▸ **Dataset records**:
----
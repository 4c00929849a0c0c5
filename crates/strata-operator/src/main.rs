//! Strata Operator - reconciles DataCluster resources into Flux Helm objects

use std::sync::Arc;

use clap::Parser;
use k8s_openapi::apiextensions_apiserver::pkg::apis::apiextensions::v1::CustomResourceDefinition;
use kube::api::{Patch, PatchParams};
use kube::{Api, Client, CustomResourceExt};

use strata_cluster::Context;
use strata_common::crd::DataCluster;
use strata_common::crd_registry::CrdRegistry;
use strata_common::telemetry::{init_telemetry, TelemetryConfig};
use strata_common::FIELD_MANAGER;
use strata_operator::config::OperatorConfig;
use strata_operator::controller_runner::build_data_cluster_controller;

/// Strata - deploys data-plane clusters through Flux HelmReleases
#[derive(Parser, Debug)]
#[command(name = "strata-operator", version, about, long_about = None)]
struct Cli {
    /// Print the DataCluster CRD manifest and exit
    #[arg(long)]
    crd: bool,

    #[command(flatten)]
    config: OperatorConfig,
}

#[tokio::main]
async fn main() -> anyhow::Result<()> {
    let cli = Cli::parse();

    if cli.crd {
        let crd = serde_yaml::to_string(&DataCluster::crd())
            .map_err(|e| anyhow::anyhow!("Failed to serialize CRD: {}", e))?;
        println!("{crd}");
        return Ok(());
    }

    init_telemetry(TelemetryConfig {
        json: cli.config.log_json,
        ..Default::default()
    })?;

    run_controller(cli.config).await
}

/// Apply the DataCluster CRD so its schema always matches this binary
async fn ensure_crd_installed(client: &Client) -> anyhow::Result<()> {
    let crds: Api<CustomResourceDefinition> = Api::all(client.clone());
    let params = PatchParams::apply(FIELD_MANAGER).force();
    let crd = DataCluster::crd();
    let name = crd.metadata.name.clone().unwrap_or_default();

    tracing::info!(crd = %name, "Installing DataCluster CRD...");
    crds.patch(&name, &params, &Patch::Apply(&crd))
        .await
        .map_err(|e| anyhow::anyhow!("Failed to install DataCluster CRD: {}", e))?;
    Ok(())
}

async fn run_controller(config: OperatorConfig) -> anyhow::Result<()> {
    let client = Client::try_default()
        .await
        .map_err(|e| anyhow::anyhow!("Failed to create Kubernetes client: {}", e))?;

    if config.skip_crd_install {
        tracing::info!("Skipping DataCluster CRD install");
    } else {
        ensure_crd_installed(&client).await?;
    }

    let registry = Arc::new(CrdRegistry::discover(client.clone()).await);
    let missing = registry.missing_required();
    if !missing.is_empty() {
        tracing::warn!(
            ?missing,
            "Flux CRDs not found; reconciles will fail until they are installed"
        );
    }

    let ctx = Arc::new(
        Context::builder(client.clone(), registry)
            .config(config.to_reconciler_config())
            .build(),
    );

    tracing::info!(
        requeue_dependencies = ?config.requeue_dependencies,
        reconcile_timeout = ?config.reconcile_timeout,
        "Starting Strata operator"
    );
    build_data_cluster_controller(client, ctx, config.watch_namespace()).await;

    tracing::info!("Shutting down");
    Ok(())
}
----
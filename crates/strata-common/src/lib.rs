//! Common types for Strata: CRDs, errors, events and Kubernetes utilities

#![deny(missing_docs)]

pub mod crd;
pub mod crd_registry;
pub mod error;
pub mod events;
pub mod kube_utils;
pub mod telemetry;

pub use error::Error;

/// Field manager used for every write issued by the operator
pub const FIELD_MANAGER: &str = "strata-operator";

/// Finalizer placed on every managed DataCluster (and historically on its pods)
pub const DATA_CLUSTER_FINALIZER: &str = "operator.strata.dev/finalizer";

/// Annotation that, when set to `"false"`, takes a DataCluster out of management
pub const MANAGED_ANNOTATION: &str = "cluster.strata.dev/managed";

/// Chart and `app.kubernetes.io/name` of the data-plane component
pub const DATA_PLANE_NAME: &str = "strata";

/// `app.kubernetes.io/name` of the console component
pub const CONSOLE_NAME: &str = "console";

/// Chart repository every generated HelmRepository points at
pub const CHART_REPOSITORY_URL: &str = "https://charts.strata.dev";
----
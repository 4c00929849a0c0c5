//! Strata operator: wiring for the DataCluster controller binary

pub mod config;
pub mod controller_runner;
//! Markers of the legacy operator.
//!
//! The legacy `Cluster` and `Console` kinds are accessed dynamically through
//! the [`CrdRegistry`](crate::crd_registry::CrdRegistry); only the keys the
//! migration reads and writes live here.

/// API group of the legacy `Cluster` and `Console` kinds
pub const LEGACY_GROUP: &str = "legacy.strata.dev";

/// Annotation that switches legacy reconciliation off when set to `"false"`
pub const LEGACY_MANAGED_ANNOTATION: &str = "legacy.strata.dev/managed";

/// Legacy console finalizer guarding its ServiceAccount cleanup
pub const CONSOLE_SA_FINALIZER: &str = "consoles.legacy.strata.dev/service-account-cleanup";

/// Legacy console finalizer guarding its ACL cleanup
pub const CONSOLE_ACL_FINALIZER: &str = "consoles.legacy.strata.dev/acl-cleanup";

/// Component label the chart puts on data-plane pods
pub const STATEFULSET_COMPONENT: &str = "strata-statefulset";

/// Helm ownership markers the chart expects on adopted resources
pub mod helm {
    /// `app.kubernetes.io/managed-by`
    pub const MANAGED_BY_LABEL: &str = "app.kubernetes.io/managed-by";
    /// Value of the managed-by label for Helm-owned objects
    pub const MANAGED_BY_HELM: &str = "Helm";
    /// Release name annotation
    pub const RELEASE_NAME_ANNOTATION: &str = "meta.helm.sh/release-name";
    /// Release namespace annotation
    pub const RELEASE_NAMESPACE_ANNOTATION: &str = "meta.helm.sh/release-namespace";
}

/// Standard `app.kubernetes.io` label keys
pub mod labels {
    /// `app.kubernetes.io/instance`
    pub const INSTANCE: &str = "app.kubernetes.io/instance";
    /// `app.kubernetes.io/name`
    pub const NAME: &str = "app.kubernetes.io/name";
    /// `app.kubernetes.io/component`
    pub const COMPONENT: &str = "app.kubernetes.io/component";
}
----
▸ **Assignment**:
Wherever a line of the listing above contains the string "Failed", copy that line.

▸ **Answer to the exercise**:
            .map_err(|e| anyhow::anyhow!("Failed to serialize CRD: {}", e))?;
        .map_err(|e| anyhow::anyhow!("Failed to install DataCluster CRD: {}", e))?;
        .map_err(|e| anyhow::anyhow!("Failed to create Kubernetes client: {}", e))?;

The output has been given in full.